YOUR INSTRUCTIONS - Using the listing below, copy every line that mentions "bytes".

INFORMATION SHOWN -
======

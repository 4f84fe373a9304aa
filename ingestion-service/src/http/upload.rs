//! Multipart intake: picks the `file` part, checks its type and writes it to the staging
//! directory.

use std::{
    path::Path,
    sync::atomic::{AtomicU64, Ordering},
};

use axum::extract::{multipart::Field, Multipart};
use tokio::{fs, io::AsyncWriteExt};

use super::error::ApiError;
use crate::ingest::StagedUpload;

pub const FILE_FIELD: &str = "file";

pub const ALLOWED_MIME_TYPES: [&str; 3] = [
    "application/vnd.openxmlformats-officedocument.spreadsheetml.sheet",
    "application/vnd.ms-excel",
    "text/csv",
];

static NEXT_UPLOAD: AtomicU64 = AtomicU64::new(1);

pub fn is_allowed_mime(content_type: Option<&str>) -> bool {
    content_type
        .and_then(|ct| ct.parse::<mime::Mime>().ok())
        .map(|m| ALLOWED_MIME_TYPES.contains(&m.essence_str()))
        .unwrap_or(false)
}

fn extension_for_mime(essence: &str) -> Option<&'static str> {
    match essence {
        "text/csv" => Some("csv"),
        "application/vnd.ms-excel" => Some("xls"),
        "application/vnd.openxmlformats-officedocument.spreadsheetml.sheet" => Some("xlsx"),
        _ => None,
    }
}

/// `<unix-millis>-<seq><ext>`. The extension comes from the client's file name, or from the
/// MIME type when the name has none; workbook readers pick their format by it.
fn staged_file_name(original: Option<&str>, content_type: Option<&str>) -> String {
    let millis = time::OffsetDateTime::now_utc().unix_timestamp_nanos() / 1_000_000;
    let seq = NEXT_UPLOAD.fetch_add(1, Ordering::Relaxed);
    let ext = original
        .and_then(|name| Path::new(name).extension())
        .and_then(|ext| ext.to_str())
        .filter(|ext| ext.chars().all(|c| c.is_ascii_alphanumeric()))
        .map(str::to_string)
        .or_else(|| {
            content_type
                .and_then(|ct| ct.parse::<mime::Mime>().ok())
                .and_then(|m| extension_for_mime(m.essence_str()))
                .map(str::to_string)
        })
        .map(|ext| format!(".{ext}"))
        .unwrap_or_default();
    format!("{millis}-{seq}{ext}")
}

/// Stage the `file` part of `multipart` under `temp_dir`.
///
/// Other parts are ignored. Nothing is written unless the part's MIME type is allowed.
pub async fn stage_upload(mut multipart: Multipart, temp_dir: &Path) -> Result<StagedUpload, ApiError> {
    while let Some(field) = multipart.next_field().await? {
        if field.name() != Some(FILE_FIELD) {
            continue;
        }

        if !is_allowed_mime(field.content_type()) {
            metrics::counter!("http_uploads_rejected_total", "reason" => "mimetype").increment(1);
            tracing::warn!(content_type = ?field.content_type(), "upload rejected: mime type not allowed");
            return Err(ApiError::InvalidMimeType);
        }

        fs::create_dir_all(temp_dir).await?;
        let path = temp_dir.join(staged_file_name(field.file_name(), field.content_type()));

        return match write_field(field, &path).await {
            Ok(bytes) => {
                tracing::debug!(path = %path.display(), bytes, "upload staged");
                Ok(StagedUpload::temporary(path))
            }
            Err(e) => {
                if let Err(rm) = fs::remove_file(&path).await {
                    tracing::warn!(error = %rm, path = %path.display(), "failed to remove partial upload");
                }
                Err(e)
            }
        };
    }

    metrics::counter!("http_uploads_rejected_total", "reason" => "missing_file").increment(1);
    Err(ApiError::FileNotProvided)
}

async fn write_field(mut field: Field<'_>, path: &Path) -> Result<u64, ApiError> {
    let mut file = fs::File::create(path).await?;
    let mut written = 0u64;
    while let Some(chunk) = field.chunk().await? {
        file.write_all(&chunk).await?;
        written += chunk.len() as u64;
    }
    file.flush().await?;
    Ok(written)
}

#[cfg(test)]
mod tests {
    use super::*;

    #[test]
    fn mime_allow_list() {
        assert!(is_allowed_mime(Some("text/csv")));
        assert!(is_allowed_mime(Some("text/csv; charset=utf-8")));
        assert!(is_allowed_mime(Some("application/vnd.ms-excel")));
        assert!(is_allowed_mime(Some(
            "application/vnd.openxmlformats-officedocument.spreadsheetml.sheet"
        )));
        assert!(!is_allowed_mime(Some("application/json")));
        assert!(!is_allowed_mime(Some("not a mime type")));
        assert!(!is_allowed_mime(None));
    }

    #[test]
    fn staged_names_keep_the_extension_and_are_unique() {
        let a = staged_file_name(Some("depths.csv"), Some("text/csv"));
        let b = staged_file_name(Some("depths.csv"), Some("text/csv"));
        assert!(a.ends_with(".csv"));
        assert_ne!(a, b);

        let bare = staged_file_name(Some("../../etc/passwd"), None);
        assert!(!bare.contains('/'));
        assert!(!staged_file_name(None, None).contains('.'));
    }

    #[test]
    fn falls_back_to_the_mime_type_for_the_extension() {
        let name = staged_file_name(
            Some("plants"),
            Some("application/vnd.openxmlformats-officedocument.spreadsheetml.sheet"),
        );
        assert!(name.ends_with(".xlsx"));
        assert!(staged_file_name(None, Some("application/vnd.ms-excel")).ends_with(".xls"));
    }
}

======

EXERCISE RESPONSE -
            Ok(bytes) => {
                tracing::debug!(path = %path.display(), bytes, "upload staged");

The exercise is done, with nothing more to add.